# Problem statement:
In the entries below, count every line with the string "DateTime". State the count and nothing else.

# Data supplied:
- Opening Delimiter -

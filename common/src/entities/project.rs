use chrono::{DateTime, Utc};
use mongodb::bson::oid::ObjectId;
use serde::{Deserialize, Serialize};

use crate::repository::Entity;

#[derive(Debug, Clone, Copy, PartialEq, Eq, Serialize, Deserialize)]
#[serde(rename_all = "camelCase")]
pub enum ProjectKind {
    Website,
    Ecommerce,
    Bewerbung,
    Newsletter,
    Custom,
}

#[derive(Debug, Clone, Copy, PartialEq, Eq, Serialize, Deserialize)]
#[serde(rename_all = "camelCase")]
pub enum ProjectStatus {
    Planning,
    InProgress,
    Review,
    Completed,
    Cancelled,
}

#[derive(Debug, Clone, Copy, PartialEq, Eq, Serialize, Deserialize)]
#[serde(rename_all = "camelCase")]
pub enum ProjectPriority {
    Low,
    Medium,
    High,
}

#[derive(Debug, Clone, PartialEq, Serialize, Deserialize)]
pub struct Project {
    pub id: ObjectId,
    pub name: String,
    pub description: Option<String>,
    pub kind: ProjectKind,
    pub status: ProjectStatus,
    pub priority: ProjectPriority,
    pub customer_id: ObjectId,
    pub assigned_admin: ObjectId,
    pub deadline: DateTime<Utc>,
    pub progress: u32,
    pub messages_count: u32,
    pub tags: Vec<String>,
    pub is_active: bool,
    pub created_at: DateTime<Utc>,
    pub updated_at: DateTime<Utc>,
}

impl Project {
    pub fn new(
        name: String,
        kind: ProjectKind,
        customer_id: ObjectId,
        assigned_admin: ObjectId,
        deadline: DateTime<Utc>,
    ) -> Self {
        let now = Utc::now();
        Self {
            id: ObjectId::new(),
            name,
            description: None,
            kind,
            status: ProjectStatus::Planning,
            priority: ProjectPriority::Medium,
            customer_id,
            assigned_admin,
            deadline,
            progress: 0,
            messages_count: 0,
            tags: Vec::new(),
            is_active: true,
            created_at: now,
            updated_at: now,
        }
    }

    /// Progress and status move together. Full progress completes the
    /// project, and a completed project reports full progress.
    pub fn set_progress(&mut self, progress: u32) {
        self.progress = progress.min(100);
        if self.progress == 100 {
            self.status = ProjectStatus::Completed;
        }
        self.updated_at = Utc::now();
    }

    pub fn set_status(&mut self, status: ProjectStatus) {
        self.status = status;
        if status == ProjectStatus::Completed {
            self.progress = 100;
        }
        self.updated_at = Utc::now();
    }
}

impl Entity for Project {
    fn id(&self) -> ObjectId {
        self.id
    }
}
use chrono::{DateTime, Utc};
use mongodb::bson::oid::ObjectId;
use serde::{Deserialize, Serialize};

use common::{
    access_rules::{AccessRules, Edit, Read},
    auth::Auth,
    entities::{
        project::{Project, ProjectKind, ProjectPriority, ProjectStatus},
        user::{Role, User},
    },
    error::{self, AddCode},
};

use crate::repositories::{
    message::MessageRepository, project::ProjectRepository, user::UserRepository,
};

#[derive(Debug, Clone, Serialize, Deserialize)]
pub struct CreateProject {
    pub name: String,
    pub kind: ProjectKind,
    pub customer_id: ObjectId,
    pub deadline: DateTime<Utc>,
    pub description: Option<String>,
    pub priority: Option<ProjectPriority>,
    pub tags: Option<Vec<String>>,
}

#[derive(Debug, Clone, Default, Serialize, Deserialize)]
pub struct ProjectChange {
    pub name: Option<String>,
    pub description: Option<String>,
    pub status: Option<ProjectStatus>,
    pub priority: Option<ProjectPriority>,
    pub deadline: Option<DateTime<Utc>>,
    pub progress: Option<u32>,
    pub tags: Option<Vec<String>>,
}

#[derive(Debug, Clone, Serialize, Deserialize)]
pub struct DashboardStats {
    pub total_projects: usize,
    pub active_projects: usize,
    pub completed_projects: usize,
    pub total_messages: usize,
    pub unread_messages: usize,
    /// Only filled for admins.
    pub total_customers: Option<usize>,
}

fn auth_for(user: &User) -> Auth {
    match user.role {
        Role::Admin => Auth::Admin(user.id),
        Role::Customer => Auth::Customer(user.id),
    }
}

#[derive(Clone)]
pub struct ProjectService {
    users: UserRepository,
    projects: ProjectRepository,
    messages: MessageRepository,
}

impl ProjectService {
    pub fn new(
        users: UserRepository,
        projects: ProjectRepository,
        messages: MessageRepository,
    ) -> Self {
        Self {
            users,
            projects,
            messages,
        }
    }

    pub async fn list_for(&self, user: &User) -> error::Result<Vec<Project>> {
        self.projects.for_user(user).await
    }

    /// Non-owned projects read as missing, not as forbidden.
    pub async fn find_for(&self, user: &User, id: &ObjectId) -> error::Result<Project> {
        let project = self.projects.find(id).await?;
        match project {
            Some(project)
                if project.is_active && Read::get_access(&auth_for(user), &project) =>
            {
                Ok(project)
            }
            _ => Err(anyhow::anyhow!("Projekt nicht gefunden").code(404)),
        }
    }

    pub async fn create(&self, admin: &User, request: CreateProject) -> error::Result<Project> {
        let name = request.name.trim();
        if name.is_empty() {
            return Err(anyhow::anyhow!("Projektname ist erforderlich").code(400));
        }

        let customer = self.users.find(&request.customer_id).await?;
        let Some(customer) = customer.filter(|customer| {
            customer.is_active
                && customer.role == Role::Customer
                && customer.assigned_admin == Some(admin.id)
        }) else {
            return Err(anyhow::anyhow!("Kunde nicht gefunden oder nicht zugeordnet").code(400));
        };

        let mut project = Project::new(
            name.to_string(),
            request.kind,
            customer.id,
            admin.id,
            request.deadline,
        );
        project.description = request.description;
        if let Some(priority) = request.priority {
            project.priority = priority;
        }
        if let Some(tags) = request.tags {
            project.tags = tags;
        }

        self.projects.create(&project).await?;
        Ok(project)
    }

    pub async fn update(
        &self,
        admin: &User,
        id: &ObjectId,
        change: ProjectChange,
    ) -> error::Result<Project> {
        let Some(mut project) = self.projects.find(id).await? else {
            return Err(anyhow::anyhow!("Projekt nicht gefunden").code(404));
        };
        if !project.is_active || !Edit::get_access(&auth_for(admin), &project) {
            return Err(anyhow::anyhow!("Projekt nicht gefunden").code(404));
        }

        if let Some(name) = change.name {
            project.name = name;
        }
        if let Some(description) = change.description {
            project.description = Some(description);
        }
        if let Some(priority) = change.priority {
            project.priority = priority;
        }
        if let Some(deadline) = change.deadline {
            project.deadline = deadline;
        }
        if let Some(tags) = change.tags {
            project.tags = tags;
        }
        if let Some(status) = change.status {
            project.set_status(status);
        }
        if let Some(progress) = change.progress {
            project.set_progress(progress);
        }
        project.updated_at = Utc::now();

        self.projects.update(&project).await?;
        Ok(project)
    }

    pub async fn deactivate(&self, admin: &User, id: &ObjectId) -> error::Result<()> {
        let Some(mut project) = self.projects.find(id).await? else {
            return Err(anyhow::anyhow!("Projekt nicht gefunden").code(404));
        };
        if !Edit::get_access(&auth_for(admin), &project) {
            return Err(anyhow::anyhow!("Projekt nicht gefunden").code(404));
        }
        project.is_active = false;
        project.updated_at = Utc::now();
        self.projects.update(&project).await?;
        Ok(())
    }

    pub async fn stats_for(&self, user: &User) -> error::Result<DashboardStats> {
        let projects = self.projects.for_user(user).await?;
        let total_messages = self.messages.for_user(user).await?.len();
        let unread_messages = self.messages.unread_count_for(user).await?;
        let total_customers = match user.role {
            Role::Admin => Some(self.users.customers_of(&user.id).await?.len()),
            Role::Customer => None,
        };

        Ok(DashboardStats {
            total_projects: projects.len(),
            active_projects: projects
                .iter()
                .filter(|p| {
                    matches!(
                        p.status,
                        ProjectStatus::Planning | ProjectStatus::InProgress | ProjectStatus::Review
                    )
                })
                .count(),
            completed_projects: projects
                .iter()
                .filter(|p| p.status == ProjectStatus::Completed)
                .count(),
            total_messages,
            unread_messages,
            total_customers,
        })
    }
}

#[cfg(test)]
mod tests {
    use std::sync::Arc;

    use common::repository::test_repository::TestRepository;

    use super::*;

    fn service() -> ProjectService {
        ProjectService::new(
            UserRepository::new(Arc::new(TestRepository::new())),
            ProjectRepository::new(Arc::new(TestRepository::new())),
            MessageRepository::new(Arc::new(TestRepository::new())),
        )
    }

    async fn admin(service: &ProjectService) -> User {
        let mut admin = User::empty("admin@example.com");
        admin.role = Role::Admin;
        service.users.create(&admin).await.unwrap();
        admin
    }

    async fn customer_of(service: &ProjectService, admin: &User, email: &str) -> User {
        let mut customer = User::empty(email);
        customer.assigned_admin = Some(admin.id);
        service.users.create(&customer).await.unwrap();
        customer
    }

    fn create_request(customer: &User) -> CreateProject {
        CreateProject {
            name: "Website Relaunch".to_string(),
            kind: ProjectKind::Website,
            customer_id: customer.id,
            deadline: Utc::now() + chrono::Duration::days(30),
            description: None,
            priority: None,
            tags: None,
        }
    }

    #[actix_web::test]
    async fn admin_creates_project_for_own_customer_only() {
        let service = service();
        let admin_user = admin(&service).await;
        let customer = customer_of(&service, &admin_user, "kunde@example.com").await;

        let project = service
            .create(&admin_user, create_request(&customer))
            .await
            .unwrap();
        assert_eq!(project.status, ProjectStatus::Planning);
        assert_eq!(project.customer_id, customer.id);

        // A customer of some other admin is out of reach.
        let mut stranger = User::empty("fremd@example.com");
        stranger.assigned_admin = Some(ObjectId::new());
        service.users.create(&stranger).await.unwrap();
        let err = service
            .create(&admin_user, create_request(&stranger))
            .await
            .unwrap_err();
        assert_eq!(err.code(), 400);
    }

    #[actix_web::test]
    async fn foreign_project_reads_as_missing() {
        let service = service();
        let admin_user = admin(&service).await;
        let customer = customer_of(&service, &admin_user, "kunde@example.com").await;
        let other = customer_of(&service, &admin_user, "andere@example.com").await;

        let project = service
            .create(&admin_user, create_request(&customer))
            .await
            .unwrap();

        assert!(service.find_for(&customer, &project.id).await.is_ok());
        let err = service.find_for(&other, &project.id).await.unwrap_err();
        assert_eq!(err.code(), 404);
    }

    #[actix_web::test]
    async fn progress_and_status_stay_coupled() {
        let service = service();
        let admin_user = admin(&service).await;
        let customer = customer_of(&service, &admin_user, "kunde@example.com").await;
        let project = service
            .create(&admin_user, create_request(&customer))
            .await
            .unwrap();

        let updated = service
            .update(
                &admin_user,
                &project.id,
                ProjectChange {
                    progress: Some(100),
                    ..Default::default()
                },
            )
            .await
            .unwrap();
        assert_eq!(updated.status, ProjectStatus::Completed);

        let stats = service.stats_for(&admin_user).await.unwrap();
        assert_eq!(stats.completed_projects, 1);
        assert_eq!(stats.active_projects, 0);
        assert_eq!(stats.total_customers, Some(2));
    }

    #[actix_web::test]
    async fn deactivated_project_disappears_from_listings() {
        let service = service();
        let admin_user = admin(&service).await;
        let customer = customer_of(&service, &admin_user, "kunde@example.com").await;
        let project = service
            .create(&admin_user, create_request(&customer))
            .await
            .unwrap();

        service.deactivate(&admin_user, &project.id).await.unwrap();
        assert!(service.list_for(&customer).await.unwrap().is_empty());
        let err = service.find_for(&customer, &project.id).await.unwrap_err();
        assert_eq!(err.code(), 404);
    }
}
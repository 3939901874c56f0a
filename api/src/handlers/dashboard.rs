use actix_web::{delete, get, post, put, web, HttpResponse};
use mongodb::bson::oid::ObjectId;
use serde::Deserialize;
use serde_json::json;

use common::{
    entities::user::PublicUser,
    error::{self, AddCode},
};

use crate::{
    extractors::{require_admin, AuthUser},
    repositories::{
        message::MessageRepository, project::ProjectRepository, user::UserRepository,
    },
    service::{
        message::{MessageService, PostMessage},
        project::{CreateProject, ProjectChange, ProjectService},
    },
};

use super::ApiResponse;

fn parse_id(raw: &str) -> error::Result<ObjectId> {
    ObjectId::parse_str(raw).map_err(|_| anyhow::anyhow!("Ungültige ID").code(400))
}

fn project_service(
    users: &web::Data<UserRepository>,
    projects: &web::Data<ProjectRepository>,
    messages: &web::Data<MessageRepository>,
) -> ProjectService {
    ProjectService::new(
        users.get_ref().clone(),
        projects.get_ref().clone(),
        messages.get_ref().clone(),
    )
}

#[get("/api/dashboard")]
pub async fn overview(
    user: AuthUser,
    users: web::Data<UserRepository>,
    projects: web::Data<ProjectRepository>,
    messages: web::Data<MessageRepository>,
) -> error::Result<HttpResponse> {
    let service = project_service(&users, &projects, &messages);
    let dashboard_stats = service.stats_for(&user.0).await?;
    let recent = service.list_for(&user.0).await?;
    Ok(HttpResponse::Ok().json(json!({
        "success": true,
        "data": {
            "user": PublicUser::from(user.0),
            "stats": dashboard_stats,
            "recentProjects": recent.into_iter().take(5).collect::<Vec<_>>(),
        },
    })))
}

#[get("/api/dashboard/stats")]
pub async fn stats(
    user: AuthUser,
    users: web::Data<UserRepository>,
    projects: web::Data<ProjectRepository>,
    messages: web::Data<MessageRepository>,
) -> error::Result<HttpResponse> {
    let stats = project_service(&users, &projects, &messages)
        .stats_for(&user.0)
        .await?;
    Ok(HttpResponse::Ok().json(ApiResponse::ok(stats)))
}

#[get("/api/dashboard/projects")]
pub async fn list_projects(
    user: AuthUser,
    users: web::Data<UserRepository>,
    projects: web::Data<ProjectRepository>,
    messages: web::Data<MessageRepository>,
) -> error::Result<HttpResponse> {
    let list = project_service(&users, &projects, &messages)
        .list_for(&user.0)
        .await?;
    Ok(HttpResponse::Ok().json(ApiResponse::ok(list)))
}

#[get("/api/dashboard/projects/{id}")]
pub async fn get_project(
    user: AuthUser,
    path: web::Path<String>,
    users: web::Data<UserRepository>,
    projects: web::Data<ProjectRepository>,
    messages: web::Data<MessageRepository>,
) -> error::Result<HttpResponse> {
    let id = parse_id(&path)?;
    let project = project_service(&users, &projects, &messages)
        .find_for(&user.0, &id)
        .await?;
    Ok(HttpResponse::Ok().json(ApiResponse::ok(project)))
}

#[post("/api/dashboard/projects")]
pub async fn create_project(
    user: AuthUser,
    data: web::Json<CreateProject>,
    users: web::Data<UserRepository>,
    projects: web::Data<ProjectRepository>,
    messages: web::Data<MessageRepository>,
) -> error::Result<HttpResponse> {
    require_admin(&user.0)?;
    let project = project_service(&users, &projects, &messages)
        .create(&user.0, data.into_inner())
        .await?;
    Ok(HttpResponse::Ok().json(ApiResponse::ok_with_message("Projekt erstellt", project)))
}

#[put("/api/dashboard/projects/{id}")]
pub async fn update_project(
    user: AuthUser,
    path: web::Path<String>,
    data: web::Json<ProjectChange>,
    users: web::Data<UserRepository>,
    projects: web::Data<ProjectRepository>,
    messages: web::Data<MessageRepository>,
) -> error::Result<HttpResponse> {
    require_admin(&user.0)?;
    let id = parse_id(&path)?;
    let project = project_service(&users, &projects, &messages)
        .update(&user.0, &id, data.into_inner())
        .await?;
    Ok(HttpResponse::Ok().json(ApiResponse::ok(project)))
}

#[delete("/api/dashboard/projects/{id}")]
pub async fn delete_project(
    user: AuthUser,
    path: web::Path<String>,
    users: web::Data<UserRepository>,
    projects: web::Data<ProjectRepository>,
    messages: web::Data<MessageRepository>,
) -> error::Result<HttpResponse> {
    require_admin(&user.0)?;
    let id = parse_id(&path)?;
    project_service(&users, &projects, &messages)
        .deactivate(&user.0, &id)
        .await?;
    Ok(HttpResponse::Ok().json(ApiResponse::message("Projekt archiviert")))
}

#[derive(Debug, Deserialize)]
pub struct MessageQuery {
    #[serde(rename = "projectId")]
    pub project_id: Option<String>,
}

#[get("/api/dashboard/messages")]
pub async fn list_messages(
    user: AuthUser,
    query: web::Query<MessageQuery>,
    projects: web::Data<ProjectRepository>,
    messages: web::Data<MessageRepository>,
) -> error::Result<HttpResponse> {
    let project_id = match &query.project_id {
        Some(raw) => Some(parse_id(raw)?),
        None => None,
    };
    let list = MessageService::new(projects.get_ref().clone(), messages.get_ref().clone())
        .list(&user.0, project_id)
        .await?;
    Ok(HttpResponse::Ok().json(ApiResponse::ok(list)))
}

#[post("/api/dashboard/messages")]
pub async fn post_message(
    user: AuthUser,
    data: web::Json<PostMessage>,
    projects: web::Data<ProjectRepository>,
    messages: web::Data<MessageRepository>,
) -> error::Result<HttpResponse> {
    let message = MessageService::new(projects.get_ref().clone(), messages.get_ref().clone())
        .post(&user.0, data.into_inner())
        .await?;
    Ok(HttpResponse::Ok().json(ApiResponse::ok(message)))
}

#[put("/api/dashboard/messages/{id}/read")]
pub async fn mark_message_read(
    user: AuthUser,
    path: web::Path<String>,
    projects: web::Data<ProjectRepository>,
    messages: web::Data<MessageRepository>,
) -> error::Result<HttpResponse> {
    let id = parse_id(&path)?;
    let message = MessageService::new(projects.get_ref().clone(), messages.get_ref().clone())
        .mark_read(&user.0, &id)
        .await?;
    Ok(HttpResponse::Ok().json(ApiResponse::ok(message)))
}

#[get("/api/dashboard/customers")]
pub async fn list_customers(
    user: AuthUser,
    users: web::Data<UserRepository>,
) -> error::Result<HttpResponse> {
    require_admin(&user.0)?;
    let customers = users.customers_of(&user.0.id).await?;
    let customers: Vec<PublicUser> = customers.into_iter().map(PublicUser::from).collect();
    Ok(HttpResponse::Ok().json(ApiResponse::ok(customers)))
}

#[derive(Debug, Deserialize)]
pub struct ProfileChange {
    #[serde(rename = "firstName")]
    pub first_name: Option<String>,
    #[serde(rename = "lastName")]
    pub last_name: Option<String>,
    pub company: Option<String>,
    pub avatar: Option<String>,
}

#[put("/api/dashboard/profile")]
pub async fn update_profile(
    user: AuthUser,
    data: web::Json<ProfileChange>,
    users: web::Data<UserRepository>,
) -> error::Result<HttpResponse> {
    let mut user = user.0;
    let data = data.into_inner();
    if let Some(first_name) = data.first_name {
        user.first_name = Some(first_name);
    }
    if let Some(last_name) = data.last_name {
        user.last_name = Some(last_name);
    }
    if let Some(company) = data.company {
        user.company = Some(company);
    }
    if let Some(avatar) = data.avatar {
        user.avatar = Some(avatar);
    }
    users.update(&user).await?;
    Ok(HttpResponse::Ok().json(ApiResponse::ok(PublicUser::from(user))))
}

- Closing Delimiter -

# Your solution:
8